Açıklamada savaş politikalarının bölgedeki halkları ve demokratik mücadeleyi hedef aldığı belirtilirken şunlar vurgulandı:

“• Emperyalist müdahaleler ve bölgesel otoriter rejimlerin baskıları, cihatçı grupların doğmasına ve güçlenmesine zemin hazırlamaktadır!
• Bu gruplar, sendikal hakları ve halkların demokratik kazanımlarını yok etmeye çalışmaktadır!
• Suriye’de Alevilere, Hristiyanlara ve diğer azınlıklara yönelik saldırılar, yalnızca bir mezhep ya da inanca değil, halkların ortak geleceğine yöneltilmiş bir tehdittir!

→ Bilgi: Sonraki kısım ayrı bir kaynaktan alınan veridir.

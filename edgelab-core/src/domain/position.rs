use chrono::NaiveDateTime;
use serde::{Deserialize, Serialize};

use super::signal::Direction;

/// An open position. Exists only while a trade is open.
#[derive(Debug, Clone, Copy, PartialEq, Serialize, Deserialize)]
pub struct Position {
    pub direction: Direction,
    pub entry_price: f64,
    pub size: f64,
    pub entry_time: NaiveDateTime,
}

impl Position {
    pub fn is_long(&self) -> bool {
        self.direction == Direction::Buy
    }

    pub fn is_short(&self) -> bool {
        self.direction == Direction::Sell
    }

    /// `(price - entry) * size` for BUY, sign inverted for SELL.
    pub fn unrealized_pnl(&self, current_price: f64) -> f64 {
        self.direction.sign() * (current_price - self.entry_price) * self.size
    }
}

#[cfg(test)]
mod tests {
    use super::*;

    fn at(direction: Direction) -> Position {
        Position {
            direction,
            entry_price: 2000.0,
            size: 1.0,
            entry_time: NaiveDateTime::default(),
        }
    }

    #[test]
    fn long_pnl() {
        let pos = at(Direction::Buy);
        assert!(pos.is_long());
        assert_eq!(pos.unrealized_pnl(2050.0), 50.0);
        assert_eq!(pos.unrealized_pnl(1990.0), -10.0);
    }

    #[test]
    fn short_pnl_is_inverted() {
        let pos = at(Direction::Sell);
        assert!(pos.is_short());
        assert_eq!(pos.unrealized_pnl(2050.0), -50.0);
        assert_eq!(pos.unrealized_pnl(1990.0), 10.0);
    }

    #[test]
    fn pnl_scales_with_size() {
        let mut pos = at(Direction::Buy);
        pos.size = 0.25;
        assert!((pos.unrealized_pnl(2100.0) - 25.0).abs() < 1e-12);
    }
}
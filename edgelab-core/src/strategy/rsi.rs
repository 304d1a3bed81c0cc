//! RSI mean-reversion: BUY below the oversold line, SELL above overbought.

use crate::domain::{Candle, Signal, SignalDecision};
use crate::indicators::{Indicator, Rsi};

use super::{IndicatorSnapshot, ParamSet, Strategy};

pub const RSI_KEY: &str = "rsi";

#[derive(Debug, Clone, PartialEq)]
pub struct RsiStrategy {
    period: usize,
    oversold: f64,
    overbought: f64,
}

impl RsiStrategy {
    /// Callers are expected to validate through the factory; the bounds here
    /// are only asserted.
    pub fn new(period: usize, oversold: f64, overbought: f64) -> Self {
        assert!(period >= 1, "RSI period must be >= 1");
        assert!(
            (0.0..overbought).contains(&oversold) && overbought <= 100.0,
            "RSI thresholds must satisfy 0 <= oversold < overbought <= 100"
        );
        Self {
            period,
            oversold,
            overbought,
        }
    }

    pub fn period(&self) -> usize {
        self.period
    }
}

impl Default for RsiStrategy {
    fn default() -> Self {
        Self::new(14, 30.0, 70.0)
    }
}

impl Strategy for RsiStrategy {
    fn name(&self) -> &str {
        "rsi"
    }

    fn min_window(&self) -> usize {
        self.period + 1
    }

    fn params(&self) -> ParamSet {
        ParamSet::from([
            ("period".to_string(), self.period as f64),
            ("oversold".to_string(), self.oversold),
            ("overbought".to_string(), self.overbought),
        ])
    }

    fn calculate_indicators(&self, window: &[Candle]) -> IndicatorSnapshot {
        let mut snapshot = IndicatorSnapshot::new();
        if let Some(rsi) = Rsi::new(self.period).latest(window) {
            snapshot.insert(RSI_KEY.to_string(), rsi);
        }
        snapshot
    }

    fn generate_signal(&self, indicators: &IndicatorSnapshot) -> SignalDecision {
        let Some(&rsi) = indicators.get(RSI_KEY) else {
            return SignalDecision::hold();
        };

        // Confidence grows with the distance past the threshold.
        if rsi < self.oversold {
            let depth = if self.oversold > 0.0 {
                (self.oversold - rsi) / self.oversold
            } else {
                1.0
            };
            SignalDecision::new(Signal::Buy, depth)
        } else if rsi > self.overbought {
            let room = 100.0 - self.overbought;
            let depth = if room > 0.0 {
                (rsi - self.overbought) / room
            } else {
                1.0
            };
            SignalDecision::new(Signal::Sell, depth)
        } else {
            SignalDecision::hold()
        }
    }
}

#[cfg(test)]
mod tests {
    use super::*;
    use crate::domain::candles_from_closes;

    fn snapshot(rsi: f64) -> IndicatorSnapshot {
        IndicatorSnapshot::from([(RSI_KEY.to_string(), rsi)])
    }

    #[test]
    fn thresholds_map_to_signals() {
        let s = RsiStrategy::default();
        assert_eq!(s.generate_signal(&snapshot(20.0)).signal, Signal::Buy);
        assert_eq!(s.generate_signal(&snapshot(80.0)).signal, Signal::Sell);
        assert_eq!(s.generate_signal(&snapshot(50.0)).signal, Signal::Hold);
        // Thresholds themselves are not crossings.
        assert_eq!(s.generate_signal(&snapshot(30.0)).signal, Signal::Hold);
        assert_eq!(s.generate_signal(&snapshot(70.0)).signal, Signal::Hold);
    }

    #[test]
    fn confidence_is_bounded() {
        let s = RsiStrategy::default();
        let buy = s.generate_signal(&snapshot(0.0));
        assert_eq!(buy.confidence, 1.0);
        let sell = s.generate_signal(&snapshot(85.0));
        assert!((sell.confidence - 0.5).abs() < 1e-12);
    }

    #[test]
    fn falling_prices_trigger_buy() {
        let closes: Vec<f64> = (0..21).map(|i| 200.0 - 3.0 * i as f64).collect();
        let s = RsiStrategy::default();
        let decision = s.decide(&candles_from_closes(&closes));
        assert_eq!(decision.signal, Signal::Buy);
    }

    #[test]
    fn warmup_window_has_no_rsi() {
        let s = RsiStrategy::default();
        let window = candles_from_closes(&[100.0; 14]);
        assert!(s.calculate_indicators(&window).is_empty());
    }
}
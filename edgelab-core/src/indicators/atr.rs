//! Average True Range, Wilder-smoothed. Lookback: period.

use super::smoothing::wilder;
use super::Indicator;
use crate::domain::Candle;

#[derive(Debug, Clone)]
pub struct Atr {
    period: usize,
    name: String,
}

impl Atr {
    pub fn new(period: usize) -> Self {
        assert!(period >= 1, "ATR period must be >= 1");
        Self {
            period,
            name: format!("atr_{period}"),
        }
    }
}

/// True range per candle. The first candle has no previous close, so its
/// value is just high - low and the smoother skips it.
pub fn true_range(candles: &[Candle]) -> Vec<f64> {
    let first = candles.first().map(|c| c.high - c.low);
    first
        .into_iter()
        .chain(candles.windows(2).map(|w| {
            let (prev_close, c) = (w[0].close, &w[1]);
            (c.high - c.low)
                .max((c.high - prev_close).abs())
                .max((c.low - prev_close).abs())
        }))
        .collect()
}

impl Indicator for Atr {
    fn name(&self) -> &str {
        &self.name
    }

    fn lookback(&self) -> usize {
        self.period
    }

    fn compute(&self, candles: &[Candle]) -> Vec<f64> {
        wilder(&true_range(candles), self.period)
    }
}

#[cfg(test)]
mod tests {
    use super::*;
    use crate::indicators::{assert_approx, DEFAULT_EPSILON};
    use chrono::{Duration, NaiveDateTime};

    fn bars(ohlc: &[(f64, f64, f64, f64)]) -> Vec<Candle> {
        ohlc.iter()
            .enumerate()
            .map(|(i, &(open, high, low, close))| Candle {
                timestamp: NaiveDateTime::default() + Duration::hours(i as i64),
                open,
                high,
                low,
                close,
                volume: 1.0,
            })
            .collect()
    }

    #[test]
    fn gap_up_uses_previous_close() {
        let tr = true_range(&bars(&[
            (98.0, 102.0, 97.0, 100.0),
            (110.0, 115.0, 108.0, 112.0),
        ]));
        assert_eq!(tr, vec![5.0, 15.0]);
    }

    #[test]
    fn three_period_smoothing() {
        // True ranges after the first candle: 8, 9, 6, 6.
        let candles = bars(&[
            (100.0, 105.0, 95.0, 102.0),
            (102.0, 108.0, 100.0, 106.0),
            (106.0, 107.0, 98.0, 99.0),
            (99.0, 103.0, 97.0, 101.0),
            (101.0, 106.0, 100.0, 105.0),
        ]);
        let result = Atr::new(3).compute(&candles);
        assert!(result[2].is_nan());
        assert_approx(result[3], 23.0 / 3.0, DEFAULT_EPSILON);
        assert_approx(result[4], 64.0 / 9.0, DEFAULT_EPSILON);
    }

    #[test]
    fn empty_input() {
        assert!(true_range(&[]).is_empty());
        assert!(Atr::new(14).compute(&[]).is_empty());
    }
}
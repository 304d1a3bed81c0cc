//! EdgeLab Core: domain types, position tracker, indicators, strategies, decision environment.
//!
//! This crate contains the simulation mechanics shared by offline backtests
//! and online adaptive training:
//! - Domain types (candles, signals, positions, closed trades, equity points)
//! - Position lifecycle and equity tracker (FLAT → OPEN → FLAT, same-tick reversal)
//! - Causal indicators (SMA, EMA, RSI, MACD, ATR)
//! - Strategy interface with its closed set of variants and factory
//! - Step-wise decision environment with shaped rewards

pub mod domain;
pub mod engine;
pub mod env;
pub mod indicators;
pub mod stats;
pub mod strategy;
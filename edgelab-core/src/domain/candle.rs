//! Candle: the fundamental market data unit.

use chrono::NaiveDateTime;
use serde::{Deserialize, Serialize};
use thiserror::Error;

/// OHLCV candle for a single instrument over one period.
///
/// Candles are supplied by an external collaborator and never mutated by the
/// engine. A series is ordered by `timestamp` ascending.
#[derive(Debug, Clone, Copy, PartialEq, Serialize, Deserialize)]
pub struct Candle {
    pub timestamp: NaiveDateTime,
    pub open: f64,
    pub high: f64,
    pub low: f64,
    pub close: f64,
    pub volume: f64,
}

impl Candle {
    /// Returns true if any OHLCV field is NaN.
    pub fn is_void(&self) -> bool {
        self.open.is_nan()
            || self.high.is_nan()
            || self.low.is_nan()
            || self.close.is_nan()
            || self.volume.is_nan()
    }

    /// Basic OHLC sanity check: high >= low, high >= open, high >= close, etc.
    pub fn is_sane(&self) -> bool {
        if self.is_void() {
            return false;
        }
        self.high >= self.low
            && self.high >= self.open
            && self.high >= self.close
            && self.low <= self.open
            && self.low <= self.close
            && self.close > 0.0
            && self.volume >= 0.0
    }
}

/// Errors from candle series validation.
#[derive(Debug, Error, PartialEq)]
pub enum CandleError {
    #[error("candle {index} at {timestamp} is not after the previous candle")]
    OutOfOrder {
        index: usize,
        timestamp: NaiveDateTime,
    },
    #[error("candle {index} at {timestamp} has inconsistent OHLCV values")]
    Insane {
        index: usize,
        timestamp: NaiveDateTime,
    },
}

/// Check that a series is strictly ascending by timestamp and every candle is sane.
pub fn validate_series(candles: &[Candle]) -> Result<(), CandleError> {
    for (index, candle) in candles.iter().enumerate() {
        if !candle.is_sane() {
            return Err(CandleError::Insane {
                index,
                timestamp: candle.timestamp,
            });
        }
        if index > 0 && candle.timestamp <= candles[index - 1].timestamp {
            return Err(CandleError::OutOfOrder {
                index,
                timestamp: candle.timestamp,
            });
        }
    }
    Ok(())
}

/// Slice of `candles` whose timestamps fall inside `[start, end]`.
///
/// Relies on the series being sorted ascending.
pub fn filter_range(candles: &[Candle], start: NaiveDateTime, end: NaiveDateTime) -> &[Candle] {
    if start > end {
        return &candles[0..0];
    }
    let lo = candles.partition_point(|c| c.timestamp < start);
    let hi = candles.partition_point(|c| c.timestamp <= end);
    &candles[lo..hi.max(lo)]
}

/// Build candles from close prices for tests and benches.
///
/// Hourly candles starting 2024-01-02 00:00: open = previous close,
/// high/low = max/min(open, close) ± 1.0, volume = 1000.
pub fn candles_from_closes(closes: &[f64]) -> Vec<Candle> {
    let base = chrono::NaiveDate::from_ymd_opt(2024, 1, 2)
        .and_then(|d| d.and_hms_opt(0, 0, 0))
        .unwrap_or_default();
    closes
        .iter()
        .enumerate()
        .map(|(i, &close)| {
            let open = if i == 0 { close } else { closes[i - 1] };
            Candle {
                timestamp: base + chrono::Duration::hours(i as i64),
                open,
                high: open.max(close) + 1.0,
                low: open.min(close) - 1.0,
                close,
                volume: 1000.0,
            }
        })
        .collect()
}
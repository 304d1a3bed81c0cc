//! MACD line: EMA(fast) - EMA(slow) of close.
//! Lookback: slow - 1.

use super::ema::ema_of_series;
use super::{closes, Indicator};
use crate::domain::Candle;

#[derive(Debug, Clone)]
pub struct Macd {
    fast: usize,
    slow: usize,
    name: String,
}

impl Macd {
    pub fn new(fast: usize, slow: usize) -> Self {
        assert!(fast >= 1, "MACD fast period must be >= 1");
        assert!(slow > fast, "MACD slow period must be > fast period");
        Self {
            fast,
            slow,
            name: format!("macd_{fast}_{slow}"),
        }
    }
}

impl Default for Macd {
    fn default() -> Self {
        Self::new(12, 26)
    }
}

impl Indicator for Macd {
    fn name(&self) -> &str {
        &self.name
    }

    fn lookback(&self) -> usize {
        self.slow - 1
    }

    fn compute(&self, candles: &[Candle]) -> Vec<f64> {
        let series = closes(candles);
        let fast = ema_of_series(&series, self.fast);
        let slow = ema_of_series(&series, self.slow);
        fast.iter().zip(&slow).map(|(f, s)| f - s).collect()
    }
}

#[cfg(test)]
mod tests {
    use super::*;
    use crate::domain::candles_from_closes;
    use crate::indicators::assert_approx;

    #[test]
    fn macd_warmup_is_nan() {
        let closes: Vec<f64> = (0..30).map(|i| 100.0 + i as f64).collect();
        let result = Macd::default().compute(&candles_from_closes(&closes));
        assert!(result[24].is_nan());
        assert!(!result[25].is_nan());
    }

    #[test]
    fn macd_flat_series_is_zero() {
        let result = Macd::new(3, 6).compute(&candles_from_closes(&[10.0; 12]));
        assert_approx(result[11], 0.0, 1e-12);
    }

    #[test]
    fn macd_positive_in_uptrend() {
        let closes: Vec<f64> = (0..40).map(|i| 100.0 + 2.0 * i as f64).collect();
        let result = Macd::default().compute(&candles_from_closes(&closes));
        assert!(result[39] > 0.0);
    }
}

• Yeni rejimin göreve gelir gelmez kamu emekçilerini ihraç etmeye başlaması, kabul edilemez bir baskı politikasıdır! Türkiye’de KHK ihraçları ile benzer şekilde yürütülen bu tasfiye girişimleri, yalnızca emekçileri değil, halkın demokratik haklarını ve sosyal adaleti de hedef almaktadır. Emekçilere yönelik bu hukuksuz ihraçlara karşı, tüm emekçilerin ortak mücadelesi ve dayanışması şarttır!”
“ULUSLARARASI KAMUOYUNA ÇAĞRI: DEMOKRASİ VE İNSAN HAKLARI İÇİN ORTAK MÜCADELE!”
“Emek ve Demokrasi güçleri olarak uluslararası sendikal hareketi, demokratik kitle örgütlerini ve tüm emek ve barış güçlerini, Ortadoğu’da yaşanan bu insanlık suçlarına karşı harekete geçmeye çağırıyoruz!” ifadelerinin yer aldığı açıklama uluslararası kamuoyuna yapılan şu çağrılar ile son buldu:
“• HTŞ rejiminin baskı politikaları ve etnik temizlik uygulamaları teşhir edilmelidir!
• Ortadoğu’da laik, demokratik ve emekçilerin haklarını temel alan bir düzenin inşası için uluslararası dayanışma büyütülmelidir!
• Suriye’deki kamu emekçilerine yönelik hukuksuz ihraçlara karşı uluslararası kamuoyu ve sendikal hareketler ortak tavır almalıdır!
Başta Birleşmiş Milletler ve uluslararası insan hakları örgütleri olmak üzere, tüm dünya emekçilerini ve halklarını, Suriye’de ve Ortadoğu genelinde yaşanan bu vahşete karşı ses çıkarmaya ve mücadeleyi büyütmeye çağırıyoruz!
Katliamların ve zulmün kanıksandığı bir dünyada insanlığımızı yitiririz. Bizler, emek ve demokrasi mücadelesi verenler olarak, bu zulme karşı susmayacak, halkların barış, eşitlik ve özgürlük mücadelesini büyütmeye devam edeceğiz!”
Okunan basın açıklamasının ardından açıklama, “Katil HTŞ, İşbirlikçi AKP” ve “Katil ABD, Ortadoğu’dan Defol!” sloganları ile son buldu.